Feature Extraction through IVA: a new approach for BCI applications
Joint Blind Source Separation (JBSS) is an extension of the Blind Source
Separation (BSS) problem being an important problem applied in many areas in view
of its versatility and practical applications. However, BSS still lacks methodologies
capable of ensuring source separation of multiple datasets, which makes this research
field very actual and challenging. Among the several possible methods in the context
of JBSS, the Independent Vector Analysis (IVA) is an interesting approach, since it is
based on the Independent Component Analysis (ICA) and it explores the statistical
dependency between different datasets through the use of Mutual Information
(MuInf). This work proposes an analysis of IVA in the biomedical signal area, focused
on the Motor Imagery (MI) paradigm and Transfer Learning (TL) approach. Firstly,
in the context of motor imagery classification based on electroencephalogram (EEG)

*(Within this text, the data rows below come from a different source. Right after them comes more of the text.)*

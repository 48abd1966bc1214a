// Copyright (C) 2017 Jesse Jones
//
// This program is free software; you can redistribute it and/or modify
// it under the terms of the GNU General Public License as published by
// the Free Software Foundation; either version 3, or (at your option)
// any later version.
//
// This program is distributed in the hope that it will be useful,
// but WITHOUT ANY WARRANTY; without even the implied warranty of
// MERCHANTABILITY or FITNESS FOR A PARTICULAR PURPOSE.  See the
// GNU General Public License for more details.
//
// You should have received a copy of the GNU General Public License
// along with this program; if not, write to the Free Software Foundation,
// Inc., 51 Franklin Street, Fifth Floor, Boston, MA 02110-1301, USA.

//! A dynamic event source backed by a timestamp-ordered queue of values
//! pushed in from outside the process.

use std::collections::{BTreeMap, VecDeque};
use std::sync::{Arc, Weak};

use parking_lot::Mutex;

use crate::etc::EventTimingController;
use crate::event_source::EventSource;
use crate::store::ValueStore;
use crate::timestamp::Timestamp;
use crate::value::Value;

struct QueuedEvent
{
	topic: String,
	value: Value,
	#[allow(dead_code)]
	component: String,
	#[allow(dead_code)]
	port: String,
}

struct Inner
{
	queue: BTreeMap<i64, VecDeque<QueuedEvent>>,
	finished: bool,
}

/// Buffers externally-injected `(timestamp, topic, value)` triples and
/// fires them in timestamp order (ties broken by insertion order) when
/// driven by the event timing controller.
pub struct QueuedEventSource
{
	value_store: Arc<dyn ValueStore>,
	etc: Weak<EventTimingController>,
	inner: Mutex<Inner>,
}

impl QueuedEventSource
{
	pub fn new(value_store: Arc<dyn ValueStore>, etc: Weak<EventTimingController>) -> Self
	{
		QueuedEventSource {
			value_store,
			etc,
			inner: Mutex::new(Inner {
				queue: BTreeMap::new(),
				finished: false,
			}),
		}
	}

	/// Inserts a new event into the queue and notifies the event timing
	/// controller. The controller is notified with this source's own lock
	/// released, matching the contract that a source must never be
	/// re-entered while holding its own mutex.
	pub fn push_new_event(
		&self,
		timestamp: Timestamp,
		topic: impl Into<String>,
		value: Value,
		component: impl Into<String>,
		port: impl Into<String>,
	)
	{
		{
			let mut inner = self.inner.lock();
			inner
				.queue
				.entry(timestamp.micros())
				.or_default()
				.push_back(QueuedEvent {
					topic: topic.into(),
					value,
					component: component.into(),
					port: port.into(),
				});
		}

		if let Some(etc) = self.etc.upgrade() {
			etc.trigger_new_event_pushed();
		}
		// If the controller no longer exists the push is silently retained;
		// it will simply never be fired.
	}

	pub fn clear_event_queue(&self)
	{
		self.inner.lock().queue.clear();
	}

	/// Drops every queued event earlier than `timestamp`. Returns true iff
	/// anything was actually removed.
	pub fn seek(&self, timestamp: Timestamp) -> bool
	{
		let mut inner = self.inner.lock();
		let before = inner.queue.values().map(VecDeque::len).sum::<usize>();
		let remaining = inner.queue.split_off(&timestamp.micros());
		inner.queue = remaining;
		let after = inner.queue.values().map(VecDeque::len).sum::<usize>();
		before > after
	}

	pub fn set_finished(&self, finished: bool)
	{
		self.inner.lock().finished = finished;
	}

	/// Returns `(size, first_timestamp, last_timestamp)`; the timestamps
	/// are zero when the queue is empty.
	pub fn queue_info(&self) -> (usize, i64, i64)
	{
		let inner = self.inner.lock();
		let size = inner.queue.values().map(VecDeque::len).sum();
		if inner.queue.is_empty() {
			(size, 0, 0)
		} else {
			let first = *inner.queue.keys().next().unwrap();
			let last = *inner.queue.keys().next_back().unwrap();
			(size, first, last)
		}
	}
}

impl EventSource for QueuedEventSource
{
	fn peek_next(&self) -> Option<(Timestamp, String)>
	{
		let inner = self.inner.lock();
		let (&ts, entries) = inner.queue.iter().next()?;
		let topic = entries.front()?.topic.clone();
		Some((Timestamp::from_micros(ts), topic))
	}

	fn fire(&self)
	{
		let (topic, value) = {
			let mut inner = self.inner.lock();
			let Some((&ts, entries)) = inner.queue.iter_mut().next() else {
				return;
			};
			let event = entries.pop_front();
			if entries.is_empty() {
				inner.queue.remove(&ts);
			}
			match event {
				Some(e) => (e.topic, e.value),
				None => return,
			}
		};
		self.value_store.set_value(&topic, value);
	}

	fn is_finished(&self) -> bool
	{
		self.inner.lock().finished
	}
}

#[cfg(test)]
mod tests
{
	use super::*;
	use crate::store::InMemoryValueStore;

	fn make_source() -> (Arc<QueuedEventSource>, Arc<dyn ValueStore>)
	{
		let store: Arc<dyn ValueStore> = Arc::new(InMemoryValueStore::new());
		let source = Arc::new(QueuedEventSource::new(store.clone(), Weak::new()));
		(source, store)
	}

	#[test]
	fn peek_next_reflects_earliest_timestamp()
	{
		let (source, _store) = make_source();
		source.push_new_event(Timestamp(200), "b", Value::new(2i32, 2), "", "");
		source.push_new_event(Timestamp(100), "a", Value::new(1i32, 1), "", "");
		let (ts, topic) = source.peek_next().unwrap();
		assert_eq!(ts, Timestamp(100));
		assert_eq!(topic, "a");
	}

	#[test]
	fn ties_broken_by_insertion_order()
	{
		let (source, _store) = make_source();
		source.push_new_event(Timestamp(100), "first", Value::new(1i32, 1), "", "");
		source.push_new_event(Timestamp(100), "second", Value::new(2i32, 2), "", "");
		let (_, topic) = source.peek_next().unwrap();
		assert_eq!(topic, "first");
		source.fire();
		let (_, topic) = source.peek_next().unwrap();
		assert_eq!(topic, "second");
	}

	#[test]
	fn fire_publishes_to_the_value_store()
	{
		let (source, store) = make_source();
		source.push_new_event(Timestamp(0), "topic", Value::new(42i32, 1), "", "");
		source.fire();
		assert!(store.has_value("topic"));
		assert!(source.peek_next().is_none());
	}

	#[test]
	fn seek_drops_earlier_events()
	{
		let (source, _store) = make_source();
		source.push_new_event(Timestamp(0), "a", Value::new(1i32, 1), "", "");
		source.push_new_event(Timestamp(100), "b", Value::new(2i32, 2), "", "");
		source.push_new_event(Timestamp(200), "c", Value::new(3i32, 3), "", "");
		assert!(source.seek(Timestamp(150)));
		let (ts, _) = source.peek_next().unwrap();
		assert_eq!(ts, Timestamp(200));
	}

	#[test]
	fn seek_with_nothing_to_drop_returns_false()
	{
		let (source, _store) = make_source();
		source.push_new_event(Timestamp(100), "a", Value::new(1i32, 1), "", "");
		assert!(!source.seek(Timestamp(0)));
	}

	#[test]
	fn push_with_no_controller_still_queues()
	{
		let (source, _store) = make_source();
		source.push_new_event(Timestamp(0), "a", Value::new(1i32, 1), "", "");
		assert!(source.peek_next().is_some());
	}
}
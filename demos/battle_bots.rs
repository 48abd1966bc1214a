//! Two bots trade blows over a pair of topics until one of them runs out
//! of hit points. Demonstrates wiring components together declaratively
//! through [`ComponentSystemConfigurator`] rather than calling `mapPort`
//! by hand.

use std::sync::atomic::{AtomicBool, AtomicI32, Ordering};
use std::sync::Arc;
use std::thread;
use std::thread::JoinHandle;

use mcf_rt::{
	Component, ComponentInstantiator, ComponentManager, ComponentState, ComponentSystemConfiguration,
	ComponentSystemConfigurator, ComponentType, InMemoryValueStore, Port, PortReceiver, PortRegistrar, PortSender,
	Result, Value, ValueStore,
};

const STARTING_HP: i32 = 20;

struct Bot
{
	name: String,
	state: ComponentState,
	hp: Arc<AtomicI32>,
	running: Arc<AtomicBool>,
	incoming: Option<PortReceiver>,
	outgoing: Option<PortSender>,
	worker: Option<JoinHandle<()>>,
}

impl Bot
{
	fn new(name: impl Into<String>) -> Self
	{
		Bot {
			name: name.into(),
			state: ComponentState::Stopped,
			hp: Arc::new(AtomicI32::new(STARTING_HP)),
			running: Arc::new(AtomicBool::new(false)),
			incoming: None,
			outgoing: None,
			worker: None,
		}
	}
}

impl Component for Bot
{
	fn configure(&mut self, registrar: &mut dyn PortRegistrar) -> Result<()>
	{
		registrar.register_port(Port::new_queued_receiver(
			"incoming",
			mcf_rt::QueuedReceiverParams {
				max_queue_length: 4,
				blocking: false,
			},
		))?;
		registrar.register_port(Port::new_sender("outgoing"))?;
		self.incoming = Some(registrar.receiver("incoming")?);
		self.outgoing = Some(registrar.sender("outgoing")?);
		Ok(())
	}

	fn ctrl_start(&mut self)
	{
		self.running.store(true, Ordering::SeqCst);
		let incoming = self.incoming.take().expect("configured before start");
		let outgoing = self.outgoing.take().expect("configured before start");
		let hp = Arc::clone(&self.hp);
		let running = Arc::clone(&self.running);
		let name = self.name.clone();

		self.worker = Some(thread::spawn(move || {
			// Polls rather than blocking on `recv` so shutdown (which
			// disconnects ports before this loop notices) can't wedge the
			// thread waiting on a hit that will never arrive.
			while running.load(Ordering::SeqCst) {
				let Some(hit) = incoming.try_recv() else {
					thread::sleep(std::time::Duration::from_millis(5));
					continue;
				};
				let damage = hit.downcast_ref::<i32>().copied().unwrap_or(0);
				let remaining = hp.fetch_sub(damage, Ordering::SeqCst) - damage;
				tracing::info!(bot = %name, damage, remaining, "took a hit");
				if remaining <= 0 {
					break;
				}
				let _ = outgoing.send(Value::new(1i32, remaining as u64));
			}
		}));
		self.state = ComponentState::Started;
	}

	fn ctrl_run(&mut self)
	{
		self.state = ComponentState::Running;
	}

	fn ctrl_stop(&mut self)
	{
		self.running.store(false, Ordering::SeqCst);
		if let Some(worker) = self.worker.take() {
			let _ = worker.join();
		}
		self.state = ComponentState::Stopped;
	}

	fn get_state(&self) -> ComponentState
	{
		self.state
	}

	fn get_name(&self) -> &str
	{
		&self.name
	}
}

fn main()
{
	tracing_subscriber::fmt::init();

	let store: Arc<dyn ValueStore> = Arc::new(InMemoryValueStore::new());
	let manager = ComponentManager::new(store.clone(), vec![]);
	let instantiator = Arc::new(ComponentInstantiator::new(Arc::clone(&manager)));
	instantiator
		.add_component_type(ComponentType::new("demo/bot", || Box::new(Bot::new("unnamed"))))
		.expect("register type");

	let configurator = ComponentSystemConfigurator::new(Arc::clone(&manager), Arc::clone(&instantiator));
	let config: ComponentSystemConfiguration = serde_json::from_str(
		r#"{
			"components": {
				"alice": {
					"type": "demo/bot",
					"port_mapping": { "incoming": "bots.to_alice", "outgoing": "bots.to_bob" }
				},
				"bob": {
					"type": "demo/bot",
					"port_mapping": { "incoming": "bots.to_bob", "outgoing": "bots.to_alice" }
				}
			}
		}"#,
	)
	.expect("valid config");
	configurator.configure(&config).expect("wiring succeeds");

	manager.startup(true);

	// Throw the first punch; the bots keep going until one drops.
	store.set_value("bots.to_alice", Value::new(3i32, 1));

	thread::sleep(std::time::Duration::from_millis(200));
	manager.shutdown();
}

signals for Brain-Computer Interface (BCI), several methods have been proposed
to extract features efficiently, mainly based on common spatial patterns and filter
banks. In this scenario, we propose an original approach for feature extraction in
motor imagery, based on exploring the minimization of mutual information through
IVA followed by the use of Autoregressive filters. For the classification of imaginated
movements, two consolidated classifiers were used: Linear Discriminant Analysis
and Support Vector Machines. This approach was evaluated in two different MI
datasets (BCI Competition IV Dataset 1 and Dataset 2a). In addition, we present
the preliminary results for the TL approach with IVA for motor imagery movements
based on the BCI Competition IV - Dataset 2a. Finally, the future perspectives for
the work are presented, which include an epilepsy seizure prediction application,
combining IVA with the Graph Neural Network (GNN). This work will be developed
jointly with the Signal Processing Laboratory (LTS4) in École Polytechnique Federal
de Lausanne (EPFL), in Switzerland.